CUDA Stream Sanitizer — PyTorch 2.7 documentation (original) (raw)

Note

This is a prototype feature, which means it is at an early stage for feedback and testing, and its components are subject to change.

Overview

This module introduces CUDA Sanitizer, a tool for detecting synchronization errors between kernels ran on different streams.

It stores information on accesses to tensors to determine if they are synchronized or not. When enabled in a python program and a possible data race is detected, a detailed warning will be printed and the program will exit.

It can be enabled either by importing this module and callingenable_cuda_sanitizer() or by exporting the TORCH_CUDA_SANITIZERenvironment variable.

Usage

Here is an example of a simple synchronization error in PyTorch:

import torch

a = torch.rand(4, 2, device="cuda")

with torch.cuda.stream(torch.cuda.Stream()): torch.mul(a, 5, out=a)

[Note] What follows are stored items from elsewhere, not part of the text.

// SPDX-License-Identifier: GPL-3.0-only

//! Per-session pipeline configuration and the input events that change it
//!
//! [`PipelineConfig`] is a plain value. It is replaced between ticks by
//! [`PipelineConfig::apply_input`] and read-only while a tick runs.

use super::segment::SegmentationPolicy;
use crate::backends::LedMode;
use crate::constants::{thresholds, tilt};

/// What the local view shows
#[derive(Debug, Clone, Copy, PartialEq, Eq, Default)]
pub enum ViewMode {
    /// Depth, color and mask panels
    #[default]
    Live,
    /// Rotating point cloud
    PointCloud,
}

#[derive(Debug, Clone, Copy, PartialEq, Eq)]
pub struct PipelineConfig {
    pub near_threshold: u8,
    pub far_threshold: u8,
    pub policy: SegmentationPolicy,
    pub view_mode: ViewMode,
    /// Requested motor angle, kept while the sensor is closed
    pub tilt_degrees: i8,
    pub led_mode: LedMode,
    pub near_value_white: bool,
}

impl Default for PipelineConfig {
    fn default() -> Self {
        Self {
            near_threshold: thresholds::DEFAULT_NEAR,
            far_threshold: thresholds::DEFAULT_FAR,
            policy: SegmentationPolicy::BitwiseAnd,
            view_mode: ViewMode::Live,
            tilt_degrees: 0,
            led_mode: LedMode::default(),
            near_value_white: true,
        }
    }
}

/// Discrete user actions
#[derive(Debug, Clone, Copy, PartialEq, Eq)]
pub enum InputEvent {
    TogglePolicy,
    TogglePointCloud,
    NearIncrement,
    NearDecrement,
    FarIncrement,
    FarDecrement,
    TiltUp,
    TiltDown,
    OpenSensor,
    CloseSensor,
    SetLed(LedMode),
    ToggleNearWhite,
}

impl InputEvent {
    /// Map a typed character to an event
    pub fn from_char(c: char) -> Option<Self> {
        let event = match c {
            ' ' => InputEvent::TogglePolicy,
            'p' => InputEvent::TogglePointCloud,
            '>' | '.' => InputEvent::FarIncrement,
            '<' | ',' => InputEvent::FarDecrement,
            '+' | '=' => InputEvent::NearIncrement,
            '-' => InputEvent::NearDecrement,
            'w' => InputEvent::ToggleNearWhite,
            'o' => InputEvent::OpenSensor,
            'c' => InputEvent::CloseSensor,
            '1' => InputEvent::SetLed(LedMode::Green),
            '2' => InputEvent::SetLed(LedMode::Yellow),
            '3' => InputEvent::SetLed(LedMode::Red),
            '4' => InputEvent::SetLed(LedMode::BlinkGreen),
            '5' => InputEvent::SetLed(LedMode::BlinkRedYellow),
            '0' => InputEvent::SetLed(LedMode::Off),
            _ => return None,
        };
        Some(event)
    }
}

impl PipelineConfig {
    /// Config with explicit starting thresholds
    pub fn with_thresholds(near: u8, far: u8) -> Self {
        Self {
            near_threshold: near,
            far_threshold: far,
            ..Self::default()
        }
    }

    /// Return the configuration after `event`
    ///
    /// Values are clamped here; nothing downstream validates them again.
    /// Open/close only produce sensor side effects and leave the config as is.
    pub fn apply_input(&self, event: InputEvent) -> PipelineConfig {
        let mut next = *self;
        match event {
            InputEvent::TogglePolicy => next.policy = self.policy.toggled(),
            InputEvent::TogglePointCloud => {
                next.view_mode = match self.view_mode {
                    ViewMode::Live => ViewMode::PointCloud,
                    ViewMode::PointCloud => ViewMode::Live,
                }
            }
            InputEvent::NearIncrement => next.near_threshold = self.near_threshold.saturating_add(1),
            InputEvent::NearDecrement => next.near_threshold = self.near_threshold.saturating_sub(1),
            InputEvent::FarIncrement => next.far_threshold = self.far_threshold.saturating_add(1),
            InputEvent::FarDecrement => next.far_threshold = self.far_threshold.saturating_sub(1),
            InputEvent::TiltUp => {
                next.tilt_degrees = (self.tilt_degrees + 1).min(tilt::MAX_DEGREES)
            }
            InputEvent::TiltDown => {
                next.tilt_degrees = (self.tilt_degrees - 1).max(tilt::MIN_DEGREES)
            }
            InputEvent::SetLed(mode) => next.led_mode = mode,
            InputEvent::ToggleNearWhite => next.near_value_white = !self.near_value_white,
            InputEvent::OpenSensor | InputEvent::CloseSensor => {}
        }
        next
    }
}

#[cfg(test)]
mod tests {
    use super::*;

    #[test]
    fn test_near_threshold_saturates_at_255() {
        let mut config = PipelineConfig::default();
        for _ in 0..100 {
            config = config.apply_input(InputEvent::NearIncrement);
        }
        assert_eq!(config.near_threshold, 255);
    }

    #[test]
    fn test_far_threshold_saturates_at_zero() {
        let mut config = PipelineConfig::with_thresholds(230, 2);
        for _ in 0..5 {
            config = config.apply_input(InputEvent::FarDecrement);
        }
        assert_eq!(config.far_threshold, 0);
    }

    #[test]
    fn test_tilt_clamping() {
        let mut config = PipelineConfig::default();
        for _ in 0..40 {
            config = config.apply_input(InputEvent::TiltUp);
        }
        assert_eq!(config.tilt_degrees, 30);
        for _ in 0..80 {
            config = config.apply_input(InputEvent::TiltDown);
        }
        assert_eq!(config.tilt_degrees, -30);
    }

    #[test]
    fn test_toggles() {
        let config = PipelineConfig::default();
        let toggled = config
            .apply_input(InputEvent::TogglePolicy)
            .apply_input(InputEvent::TogglePointCloud)
            .apply_input(InputEvent::ToggleNearWhite);
        assert_eq!(toggled.policy, SegmentationPolicy::RangeTest);
        assert_eq!(toggled.view_mode, ViewMode::PointCloud);
        assert!(!toggled.near_value_white);
        // The source value is untouched
        assert_eq!(config.policy, SegmentationPolicy::BitwiseAnd);
    }

    #[test]
    fn test_key_mapping() {
        assert_eq!(InputEvent::from_char('='), Some(InputEvent::NearIncrement));
        assert_eq!(InputEvent::from_char(','), Some(InputEvent::FarDecrement));
        assert_eq!(
            InputEvent::from_char('0'),
            Some(InputEvent::SetLed(LedMode::Off))
        );
        assert_eq!(InputEvent::from_char('z'), None);
    }

    #[test]
    fn test_open_close_leave_config() {
        let config = PipelineConfig::default().apply_input(InputEvent::TiltUp);
        assert_eq!(config.apply_input(InputEvent::CloseSensor), config);
        assert_eq!(config.apply_input(InputEvent::OpenSensor), config);
    }
}
// SPDX-License-Identifier: GPL-3.0-only

//! V4L2 ioctl helpers for device identification and controls
//!
//! The Kinect kernel driver exposes the tilt motor as camera-class pan/tilt
//! controls on its video nodes.

use std::fs::File;
use std::os::unix::io::AsRawFd;
use tracing::{debug, warn};

const V4L2_CTRL_CLASS_CAMERA: u32 = 0x009a_0000;
const V4L2_CID_CAMERA_CLASS_BASE: u32 = V4L2_CTRL_CLASS_CAMERA | 0x900;

/// Button control, write 1 to re-center the motor
pub const V4L2_CID_TILT_RESET: u32 = V4L2_CID_CAMERA_CLASS_BASE + 7;
/// Absolute tilt in degrees
pub const V4L2_CID_TILT_ABSOLUTE: u32 = V4L2_CID_CAMERA_CLASS_BASE + 9;

/// Mechanical range of the Kinect motor
pub const MOTOR_MIN_DEGREES: i8 = -27;
pub const MOTOR_MAX_DEGREES: i8 = 27;

// (dir << 30) | (size << 16) | ('V' << 8) | nr
const VIDIOC_QUERYCAP: libc::c_ulong = 0x8068_5600;
const VIDIOC_S_CTRL: libc::c_ulong = 0xC008_561C;
const VIDIOC_QUERYCTRL: libc::c_ulong = 0xC044_5624;

const V4L2_CTRL_FLAG_DISABLED: u32 = 0x0001;

#[repr(C)]
struct V4l2Capability {
    driver: [u8; 16],
    card: [u8; 32],
    bus_info: [u8; 32],
    version: u32,
    capabilities: u32,
    device_caps: u32,
    reserved: [u32; 3],
}

#[repr(C)]
struct V4l2Control {
    id: u32,
    value: i32,
}

#[repr(C)]
struct V4l2Queryctrl {
    id: u32,
    ctrl_type: u32,
    name: [u8; 32],
    minimum: i32,
    maximum: i32,
    step: i32,
    default_value: i32,
    flags: u32,
    reserved: [u32; 2],
}

/// Identification strings from QUERYCAP
#[derive(Debug, Clone, PartialEq, Eq)]
pub struct DeviceInfo {
    pub driver: String,
    pub card: String,
    pub bus_info: String,
}

fn c_string(bytes: &[u8]) -> String {
    let len = bytes.iter().position(|&c| c == 0).unwrap_or(bytes.len());
    String::from_utf8_lossy(&bytes[..len]).into_owned()
}

pub fn query_device_info(device_path: &str) -> Option<DeviceInfo> {
    let file = File::open(device_path).ok()?;
    let fd = file.as_raw_fd();

    let mut caps = V4l2Capability {
        driver: [0; 16],
        card: [0; 32],
        bus_info: [0; 32],
        version: 0,
        capabilities: 0,
        device_caps: 0,
        reserved: [0; 3],
    };

    // SAFETY: fd is open for the lifetime of `file`; caps matches struct v4l2_capability
    let result = unsafe { libc::ioctl(fd, VIDIOC_QUERYCAP, &mut caps as *mut V4l2Capability) };
    if result < 0 {
        return None;
    }

    Some(DeviceInfo {
        driver: c_string(&caps.driver),
        card: c_string(&caps.card),
        bus_info: c_string(&caps.bus_info),
    })
}

/// True if the node exposes `control_id` and it is not disabled
pub fn has_control(device_path: &str, control_id: u32) -> bool {
    let Ok(file) = File::open(device_path) else {
        return false;
    };
    let fd = file.as_raw_fd();

    let mut query = V4l2Queryctrl {
        id: control_id,
        ctrl_type: 0,
        name: [0; 32],
        minimum: 0,
        maximum: 0,
        step: 0,
        default_value: 0,
        flags: 0,
        reserved: [0; 2],
    };

    // SAFETY: fd is open; query matches struct v4l2_queryctrl
    let result = unsafe { libc::ioctl(fd, VIDIOC_QUERYCTRL, &mut query as *mut V4l2Queryctrl) };
    if result < 0 {
        return false;
    }
    debug!(
        device_path,
        control = %c_string(&query.name),
        min = query.minimum,
        max = query.maximum,
        "Found V4L2 control"
    );
    query.flags & V4L2_CTRL_FLAG_DISABLED == 0
}

pub fn set_control(device_path: &str, control_id: u32, value: i32) -> std::io::Result<()> {
    let file = File::open(device_path)?;
    let fd = file.as_raw_fd();
    let mut ctrl = V4l2Control {
        id: control_id,
        value,
    };

    // SAFETY: fd is open; ctrl matches struct v4l2_control
    let result = unsafe { libc::ioctl(fd, VIDIOC_S_CTRL, &mut ctrl as *mut V4l2Control) };
    if result < 0 {
        let errno = std::io::Error::last_os_error();
        warn!(device_path, control_id, value, %errno, "Failed to set V4L2 control");
        return Err(errno);
    }

    if ctrl.value != value {
        debug!(
            device_path,
            control_id,
            requested = value,
            applied = ctrl.value,
            "Driver adjusted control value"
        );
    }
    Ok(())
}

/// Set the motor angle, clamped to the mechanical range
pub fn set_tilt(device_path: &str, degrees: i8) -> std::io::Result<()> {
    let degrees = degrees.clamp(MOTOR_MIN_DEGREES, MOTOR_MAX_DEGREES);
    debug!(device_path, degrees, "Setting tilt via V4L2");
    set_control(device_path, V4L2_CID_TILT_ABSOLUTE, degrees as i32)
}

pub fn reset_tilt(device_path: &str) -> std::io::Result<()> {
    debug!(device_path, "Resetting tilt via V4L2");
    set_control(device_path, V4L2_CID_TILT_RESET, 1)
}

#[cfg(test)]
mod tests {
    use super::*;

    #[test]
    fn test_control_ids() {
        assert_eq!(V4L2_CID_TILT_ABSOLUTE, 0x009a_0909);
        assert_eq!(V4L2_CID_TILT_RESET, 0x009a_0907);
    }

    #[test]
    fn test_c_string_stops_at_nul() {
        let mut raw = [0u8; 16];
        raw[..6].copy_from_slice(b"kinect");
        assert_eq!(c_string(&raw), "kinect");
        assert_eq!(c_string(b"full"), "full");
    }

    #[test]
    fn test_missing_device() {
        assert!(query_device_info("/nonexistent/video99").is_none());
        assert!(!has_control("/nonexistent/video99", V4L2_CID_TILT_ABSOLUTE));
    }
}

The a tensor is initialized on the default stream and, without any synchronization methods, modified on a new stream. The two kernels will run concurrently on the same tensor, which might cause the second kernel to read uninitialized data before the first one was able to write it, or the first kernel might overwrite part of the result of the second. When this script is run on the commandline with:

TORCH_CUDA_SANITIZER=1 python example_error.py

the following output is printed by CSAN:

============================ CSAN detected a possible data race on tensor with data pointer 139719969079296 Access by stream 94646435460352 during kernel: aten::mul.out(Tensor self, Tensor other, *, Tensor(a!) out) -> Tensor(a!) writing to argument(s) self, out, and to the output With stack trace: File "example_error.py", line 6, in torch.mul(a, 5, out=a) ... File "pytorch/torch/cuda/_sanitizer.py", line 364, in _handle_kernel_launch stack_trace = traceback.StackSummary.extract(

Previous access by stream 0 during kernel: aten::rand(int[] size, *, int? dtype=None, Device? device=None) -> Tensor writing to the output With stack trace: File "example_error.py", line 3, in a = torch.rand(10000, device="cuda") ... File "pytorch/torch/cuda/_sanitizer.py", line 364, in _handle_kernel_launch stack_trace = traceback.StackSummary.extract(

Tensor was allocated with stack trace: File "example_error.py", line 3, in a = torch.rand(10000, device="cuda") ... File "pytorch/torch/cuda/_sanitizer.py", line 420, in _handle_memory_allocation traceback.StackSummary.extract(

This gives extensive insight into the origin of the error:

See also

The list of supported torch operators and their schemas can be viewedhere.

The bug can be fixed by forcing the new stream to wait for the default stream:

with torch.cuda.stream(torch.cuda.Stream()): torch.cuda.current_stream().wait_stream(torch.cuda.default_stream()) torch.mul(a, 5, out=a)

When the script is run again, there are no errors reported.

API Reference

torch.cuda._sanitizer.enable_cuda_sanitizer()[source][source]

Enable CUDA Sanitizer.

The sanitizer will begin to analyze low-level CUDA calls invoked by torch functions for synchronization errors. All data races found will be printed to the standard error output along with stack traces of suspected causes. For best results, the sanitizer should be enabled at the very beginning of the program.